■ **EXERCISE PROMPT**
Write out exactly the lines below that run from the one containing "filename src/scheduler/mod.rs" through the one containing "impl FromRef<ServerState> for SchedulerHandle", both included, with no other lines.

Saved data entries:
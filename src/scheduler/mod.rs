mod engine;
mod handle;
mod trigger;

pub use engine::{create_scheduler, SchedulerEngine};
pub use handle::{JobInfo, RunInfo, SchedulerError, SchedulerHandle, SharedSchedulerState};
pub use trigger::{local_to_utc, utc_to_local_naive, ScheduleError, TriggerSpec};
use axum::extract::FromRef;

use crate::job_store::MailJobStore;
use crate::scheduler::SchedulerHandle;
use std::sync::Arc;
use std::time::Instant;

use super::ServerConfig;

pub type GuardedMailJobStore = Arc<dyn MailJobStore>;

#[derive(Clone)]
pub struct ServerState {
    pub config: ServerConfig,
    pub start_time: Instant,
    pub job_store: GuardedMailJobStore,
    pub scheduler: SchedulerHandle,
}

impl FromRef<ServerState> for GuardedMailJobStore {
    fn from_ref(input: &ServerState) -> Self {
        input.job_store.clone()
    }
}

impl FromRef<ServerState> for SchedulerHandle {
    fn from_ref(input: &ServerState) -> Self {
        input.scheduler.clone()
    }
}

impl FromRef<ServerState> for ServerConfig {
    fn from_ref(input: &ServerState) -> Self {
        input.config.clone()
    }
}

...

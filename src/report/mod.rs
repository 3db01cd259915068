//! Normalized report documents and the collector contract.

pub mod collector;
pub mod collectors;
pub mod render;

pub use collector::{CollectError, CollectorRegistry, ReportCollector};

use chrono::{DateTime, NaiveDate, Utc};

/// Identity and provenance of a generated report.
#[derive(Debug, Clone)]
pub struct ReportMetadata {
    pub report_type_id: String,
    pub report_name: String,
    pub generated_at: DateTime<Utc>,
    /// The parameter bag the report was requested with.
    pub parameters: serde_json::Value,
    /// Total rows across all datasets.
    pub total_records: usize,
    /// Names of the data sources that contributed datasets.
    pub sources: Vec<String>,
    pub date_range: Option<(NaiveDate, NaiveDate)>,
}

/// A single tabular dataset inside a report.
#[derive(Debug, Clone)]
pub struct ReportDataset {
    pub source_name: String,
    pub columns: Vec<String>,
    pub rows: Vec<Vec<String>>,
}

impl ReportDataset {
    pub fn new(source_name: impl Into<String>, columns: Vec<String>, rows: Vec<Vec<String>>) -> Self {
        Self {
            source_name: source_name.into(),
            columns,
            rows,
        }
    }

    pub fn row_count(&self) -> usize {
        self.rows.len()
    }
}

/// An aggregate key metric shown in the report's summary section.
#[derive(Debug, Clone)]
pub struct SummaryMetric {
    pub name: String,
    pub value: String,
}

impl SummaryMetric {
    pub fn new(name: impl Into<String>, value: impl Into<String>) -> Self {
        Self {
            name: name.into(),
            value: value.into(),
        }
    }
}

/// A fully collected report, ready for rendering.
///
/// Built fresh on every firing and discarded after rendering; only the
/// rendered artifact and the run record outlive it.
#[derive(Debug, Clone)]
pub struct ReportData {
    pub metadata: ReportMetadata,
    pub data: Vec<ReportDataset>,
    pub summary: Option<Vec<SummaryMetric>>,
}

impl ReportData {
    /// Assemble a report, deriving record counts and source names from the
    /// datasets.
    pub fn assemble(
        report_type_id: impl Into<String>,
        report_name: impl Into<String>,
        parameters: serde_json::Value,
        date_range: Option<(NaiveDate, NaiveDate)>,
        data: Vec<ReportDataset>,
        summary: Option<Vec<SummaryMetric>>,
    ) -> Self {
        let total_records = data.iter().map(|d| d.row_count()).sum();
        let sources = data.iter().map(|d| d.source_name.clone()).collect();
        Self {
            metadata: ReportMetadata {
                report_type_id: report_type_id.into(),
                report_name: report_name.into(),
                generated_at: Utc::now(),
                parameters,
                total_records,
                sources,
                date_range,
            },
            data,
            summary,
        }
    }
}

...

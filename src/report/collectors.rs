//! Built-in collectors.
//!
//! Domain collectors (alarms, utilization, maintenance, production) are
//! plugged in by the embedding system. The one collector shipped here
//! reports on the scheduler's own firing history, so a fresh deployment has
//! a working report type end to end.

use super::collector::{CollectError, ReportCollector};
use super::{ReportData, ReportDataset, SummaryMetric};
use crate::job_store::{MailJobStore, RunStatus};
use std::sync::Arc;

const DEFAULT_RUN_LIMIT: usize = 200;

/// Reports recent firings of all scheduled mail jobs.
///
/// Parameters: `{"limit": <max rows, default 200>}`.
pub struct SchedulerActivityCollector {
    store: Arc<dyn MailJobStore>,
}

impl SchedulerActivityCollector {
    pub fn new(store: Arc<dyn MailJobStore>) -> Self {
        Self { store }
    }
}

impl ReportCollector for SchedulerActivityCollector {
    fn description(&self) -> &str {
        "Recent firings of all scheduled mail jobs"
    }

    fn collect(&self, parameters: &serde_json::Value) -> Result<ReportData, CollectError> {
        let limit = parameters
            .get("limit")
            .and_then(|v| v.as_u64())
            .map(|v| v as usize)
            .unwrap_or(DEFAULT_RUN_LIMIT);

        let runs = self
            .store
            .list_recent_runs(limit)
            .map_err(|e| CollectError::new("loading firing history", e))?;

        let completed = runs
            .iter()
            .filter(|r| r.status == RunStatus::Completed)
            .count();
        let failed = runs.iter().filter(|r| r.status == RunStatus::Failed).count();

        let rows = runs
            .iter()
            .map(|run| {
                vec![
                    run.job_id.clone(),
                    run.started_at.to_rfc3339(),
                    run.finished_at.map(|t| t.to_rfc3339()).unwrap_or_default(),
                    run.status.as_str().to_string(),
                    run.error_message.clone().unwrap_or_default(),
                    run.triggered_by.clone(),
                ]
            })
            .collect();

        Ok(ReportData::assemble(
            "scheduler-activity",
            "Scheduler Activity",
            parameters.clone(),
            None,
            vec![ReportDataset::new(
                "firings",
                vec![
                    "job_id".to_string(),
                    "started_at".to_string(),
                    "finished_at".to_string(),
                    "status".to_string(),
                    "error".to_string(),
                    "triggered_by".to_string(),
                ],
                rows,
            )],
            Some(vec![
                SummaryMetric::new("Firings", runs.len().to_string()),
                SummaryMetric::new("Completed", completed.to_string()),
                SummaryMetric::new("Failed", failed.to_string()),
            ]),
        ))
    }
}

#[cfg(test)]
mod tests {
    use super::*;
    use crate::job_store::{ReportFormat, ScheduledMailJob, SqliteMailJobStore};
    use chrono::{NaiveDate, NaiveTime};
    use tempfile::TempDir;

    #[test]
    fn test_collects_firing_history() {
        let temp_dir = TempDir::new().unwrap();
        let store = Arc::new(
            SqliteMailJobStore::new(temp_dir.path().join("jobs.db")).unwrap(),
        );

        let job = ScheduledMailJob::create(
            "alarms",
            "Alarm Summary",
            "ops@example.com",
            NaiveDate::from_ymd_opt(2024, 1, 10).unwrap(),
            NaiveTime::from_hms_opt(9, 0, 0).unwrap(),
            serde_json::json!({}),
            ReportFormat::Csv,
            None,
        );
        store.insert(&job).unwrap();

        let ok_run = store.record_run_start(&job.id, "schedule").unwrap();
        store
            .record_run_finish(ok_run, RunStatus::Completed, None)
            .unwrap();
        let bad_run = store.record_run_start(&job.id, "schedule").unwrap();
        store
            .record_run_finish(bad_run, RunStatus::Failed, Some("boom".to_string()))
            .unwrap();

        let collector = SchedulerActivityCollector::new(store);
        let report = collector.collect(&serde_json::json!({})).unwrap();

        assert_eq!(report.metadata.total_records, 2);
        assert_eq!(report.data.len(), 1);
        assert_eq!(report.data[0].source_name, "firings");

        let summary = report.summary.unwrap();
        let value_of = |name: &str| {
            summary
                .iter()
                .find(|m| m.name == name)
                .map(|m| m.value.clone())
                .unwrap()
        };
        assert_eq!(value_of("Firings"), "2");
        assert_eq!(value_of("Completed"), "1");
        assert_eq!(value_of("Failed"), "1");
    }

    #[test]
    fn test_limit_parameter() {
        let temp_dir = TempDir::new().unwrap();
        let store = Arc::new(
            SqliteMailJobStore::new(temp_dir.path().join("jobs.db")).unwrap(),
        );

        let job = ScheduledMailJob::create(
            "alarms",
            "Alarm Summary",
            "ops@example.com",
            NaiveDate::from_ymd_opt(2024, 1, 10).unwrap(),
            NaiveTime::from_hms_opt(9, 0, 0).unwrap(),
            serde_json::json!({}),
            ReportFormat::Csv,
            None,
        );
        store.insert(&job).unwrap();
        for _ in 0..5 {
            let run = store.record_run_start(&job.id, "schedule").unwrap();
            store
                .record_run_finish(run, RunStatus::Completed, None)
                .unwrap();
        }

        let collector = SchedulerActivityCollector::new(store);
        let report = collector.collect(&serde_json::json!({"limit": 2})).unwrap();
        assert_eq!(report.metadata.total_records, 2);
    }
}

■ **SOLUTION**
filename src/scheduler/mod.rs
mod engine;
mod handle;
mod trigger;

pub use engine::{create_scheduler, SchedulerEngine};
pub use handle::{JobInfo, RunInfo, SchedulerError, SchedulerHandle, SharedSchedulerState};
pub use trigger::{local_to_utc, utc_to_local_naive, ScheduleError, TriggerSpec};
use axum::extract::FromRef;

use crate::job_store::MailJobStore;
use crate::scheduler::SchedulerHandle;
use std::sync::Arc;
use std::time::Instant;

use super::ServerConfig;

pub type GuardedMailJobStore = Arc<dyn MailJobStore>;

#[derive(Clone)]
pub struct ServerState {
    pub config: ServerConfig,
    pub start_time: Instant,
    pub job_store: GuardedMailJobStore,
    pub scheduler: SchedulerHandle,
}

impl FromRef<ServerState> for GuardedMailJobStore {
    fn from_ref(input: &ServerState) -> Self {
        input.job_store.clone()
    }
}

impl FromRef<ServerState> for SchedulerHandle {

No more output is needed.